This is Kenshoo's Python Style Guide. Using this style guide we hope to acheive the following:

  1. Humbly share our knowledge & expeience with the world (and some of our pain too).
  2. Assist novice/intermediate developers.
  3. Generate healthy discussion which will benefit all.
  4. Admit and accept we may be wrong and change per the community's comments.

We DO NOT wish the following:

  1. Say/claim/Imply there is a "right" or "wrong" way to do it.
  2. Claim this style guide is inclusive.
  3. Introduce ourselves as some kind of language "experts".

Inspired by many style guides but mainly from Airbnb's Style-Guide "style" :-).

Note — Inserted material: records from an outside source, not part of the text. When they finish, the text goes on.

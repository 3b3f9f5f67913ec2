use chrono::NaiveDate;

/// Pattern used for every time-axis tick label.
pub const TIME_AXIS_LABEL_PATTERN: &str = "%Y-%m-%d";

/// Compact magnitude label for value-axis ticks.
///
/// The largest bucket whose threshold `|value|` reaches wins: `B` for
/// billions, `M` for millions, `K` for thousands, plain otherwise. Always one
/// decimal; the sign is preserved.
#[must_use]
pub fn format_magnitude(value: f64) -> String {
    if value.is_nan() {
        return "nan".to_owned();
    }
    if value.is_infinite() {
        return if value > 0.0 { "inf" } else { "-inf" }.to_owned();
    }

    let magnitude = value.abs();
    if magnitude >= 1e9 {
        format!("{:.1}B", value / 1e9)
    } else if magnitude >= 1e6 {
        format!("{:.1}M", value / 1e6)
    } else if magnitude >= 1e3 {
        format!("{:.1}K", value / 1e3)
    } else {
        format!("{value:.1}")
    }
}

#[must_use]
pub fn format_time_axis_label(date: NaiveDate) -> String {
    date.format(TIME_AXIS_LABEL_PATTERN).to_string()
}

WORK IN PROGRESS. Please be patient.

Table of Contents

--> eyals - Fix all anchor links

  1. PEP 20
  2. Naming --> Avi 1. Whitespace 1. Indentation 1. Newlines
  3. Line Length
  4. Conditional Expressions --> eyals 1. Truthy vs.Falsy 1. Single Line 1. Ternary 1. Forgiveness vs Permission
  5. Strings -->Avi 1. Double vs Single Quotes 1. Concatenation
  6. Collections -->Avi 1. Slice 1. Comprehensions 1. Comprehensions 1. Builtin Functions 1. Tuples 1. Tuple vs List
  7. Imports -->Avi
  8. Methods/Functions -->eyals 1. Closures 1. Recursion 1. Arguments/Parameters
  9. Classes -->eyals
  10. Exceptions -->Avi
  11. Regular Expressions -->eyals

PEP 20

The Zen Of Python

Naming

PEP 8 naming convention

In general:

--> In general - All points should be bulleted. --> In general - All non-trivial examples should follow with an example

Use snake_case for modules, methods and variables.

Use CamelCase for classes. (Keep acronyms like HTTP, RFC, XML uppercase.)

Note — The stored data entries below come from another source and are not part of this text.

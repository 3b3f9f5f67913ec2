use std::str::FromStr;

use chrono::NaiveDate;
use rust_decimal::Decimal;
use serde::Deserialize;

use crate::core::primitives::decimal_to_f64;
use crate::core::{Observation, Series};
use crate::error::FetchError;

/// FRED encodes a missing observation as a lone dot.
const MISSING_VALUE: &str = ".";

#[derive(Debug, Deserialize)]
struct ObservationsResponse {
    observations: Vec<RawObservation>,
}

#[derive(Debug, Deserialize)]
struct RawObservation {
    date: String,
    value: String,
}

#[derive(Debug, Deserialize)]
struct ErrorResponse {
    error_code: Option<u16>,
    error_message: String,
}

/// Decodes a `series/observations` JSON body into a [`Series`].
///
/// Values are parsed as exact decimals before conversion so provider strings
/// such as `"0.1"` map to the nearest f64.
pub fn parse_observations(series_id: &str, body: &str) -> Result<Series, FetchError> {
    let response: ObservationsResponse = serde_json::from_str(body)
        .map_err(|err| FetchError::Decode(format!("series `{series_id}`: {err}")))?;

    let mut observations = Vec::with_capacity(response.observations.len());
    for raw in response.observations {
        let date = NaiveDate::parse_from_str(&raw.date, "%Y-%m-%d").map_err(|err| {
            FetchError::Decode(format!(
                "series `{series_id}`: invalid date `{}`: {err}",
                raw.date
            ))
        })?;
        observations.push(Observation::new(date, parse_value(series_id, &raw.value)?));
    }

    Series::new(series_id, observations).map_err(|source| FetchError::InvalidSeries {
        series_id: series_id.to_owned(),
        source,
    })
}

fn parse_value(series_id: &str, raw: &str) -> Result<Option<f64>, FetchError> {
    let trimmed = raw.trim();
    if trimmed.is_empty() || trimmed == MISSING_VALUE {
        return Ok(None);
    }
    let decimal = Decimal::from_str(trimmed)
        .or_else(|_| Decimal::from_scientific(trimmed))
        .map_err(|err| {
            FetchError::Decode(format!(
                "series `{series_id}`: invalid value `{trimmed}`: {err}"
            ))
        })?;
    decimal_to_f64(decimal, "observation value")
        .map(Some)
        .map_err(|source| FetchError::InvalidSeries {
            series_id: series_id.to_owned(),
            source,
        })
}

/// Maps a non-success response to a provider error, preferring the error
/// body FRED sends over the bare status.
pub fn parse_error_response(status: u16, body: &str) -> FetchError {
    match serde_json::from_str::<ErrorResponse>(body) {
        Ok(parsed) => FetchError::Provider {
            code: parsed.error_code.unwrap_or(status),
            message: parsed.error_message,
        },
        Err(_) => FetchError::Provider {
            code: status,
            message: body.chars().take(200).collect(),
        },
    }
}

#[cfg(feature = "fred-client")]
pub use client::FredClient;

#[cfg(feature = "fred-client")]
mod client {
    use std::time::Duration;

    use chrono::NaiveDate;
    use tracing::debug;

    use super::{parse_error_response, parse_observations};
    use crate::config::FredConfig;
    use crate::core::Series;
    use crate::error::FetchError;
    use crate::fetch::SeriesFetcher;

    /// Blocking client for `GET /fred/series/observations`.
    pub struct FredClient {
        http: reqwest::blocking::Client,
        api_key: String,
        base_url: String,
    }

    impl std::fmt::Debug for FredClient {
        fn fmt(&self, f: &mut std::fmt::Formatter<'_>) -> std::fmt::Result {
            f.debug_struct("FredClient")
                .field("base_url", &self.base_url)
                .field("api_key", &"<redacted>")
                .finish()
        }
    }

    impl FredClient {
        pub fn new(api_key: impl Into<String>, config: &FredConfig) -> Result<Self, FetchError> {
            let http = reqwest::blocking::Client::builder()
                .timeout(Duration::from_secs(config.request_timeout_secs))
                .user_agent(concat!("econ-dash/", env!("CARGO_PKG_VERSION")))
                .build()
                .map_err(|err| FetchError::Request(format!("http client setup failed: {err}")))?;
            Ok(Self {
                http,
                api_key: api_key.into(),
                base_url: config.base_url.trim_end_matches('/').to_owned(),
            })
        }
    }

    impl SeriesFetcher for FredClient {
        fn fetch(
            &self,
            series_id: &str,
            start: Option<NaiveDate>,
            end: Option<NaiveDate>,
        ) -> Result<Series, FetchError> {
            let url = format!("{}/fred/series/observations", self.base_url);
            let mut query: Vec<(&str, String)> = vec![
                ("series_id", series_id.to_owned()),
                ("api_key", self.api_key.clone()),
                ("file_type", "json".to_owned()),
            ];
            if let Some(start) = start {
                query.push(("observation_start", start.format("%Y-%m-%d").to_string()));
            }
            if let Some(end) = end {
                query.push(("observation_end", end.format("%Y-%m-%d").to_string()));
            }

            debug!(series_id, ?start, ?end, "fetching fred series");
            let response = self
                .http
                .get(url)
                .query(&query)
                .send()
                .map_err(|err| FetchError::Request(err.without_url().to_string()))?;
            let status = response.status();
            let body = response
                .text()
                .map_err(|err| FetchError::Request(err.without_url().to_string()))?;

            if !status.is_success() {
                return Err(parse_error_response(status.as_u16(), &body));
            }
            parse_observations(series_id, &body)
        }
    }
}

Use SCREAMING_SNAKE_CASE for other constants.

The names of predicate methods (methods that return a boolean value) should start with is, does, has, or the likes.

The name of predicates should also be positive. (i.e. is_alive, is_empty versus is_not_dead, is_not_empty)

--> Leave rule - but example needs to sit under "generators" section and here should be a linkPEP Generators (especially comprehension generators), iterators, and other lazy loading objects names should not imply the underlying implementation, but rather the result you expect.

# bad
generate_screaming_list = (word.upper() for word in ['a', 'list', 'of', 'words'])

for word in generate_screaming_list:
    print(word)
    
# good
screaming_list = (word.upper() for word in ['a', 'list', 'of', 'words'])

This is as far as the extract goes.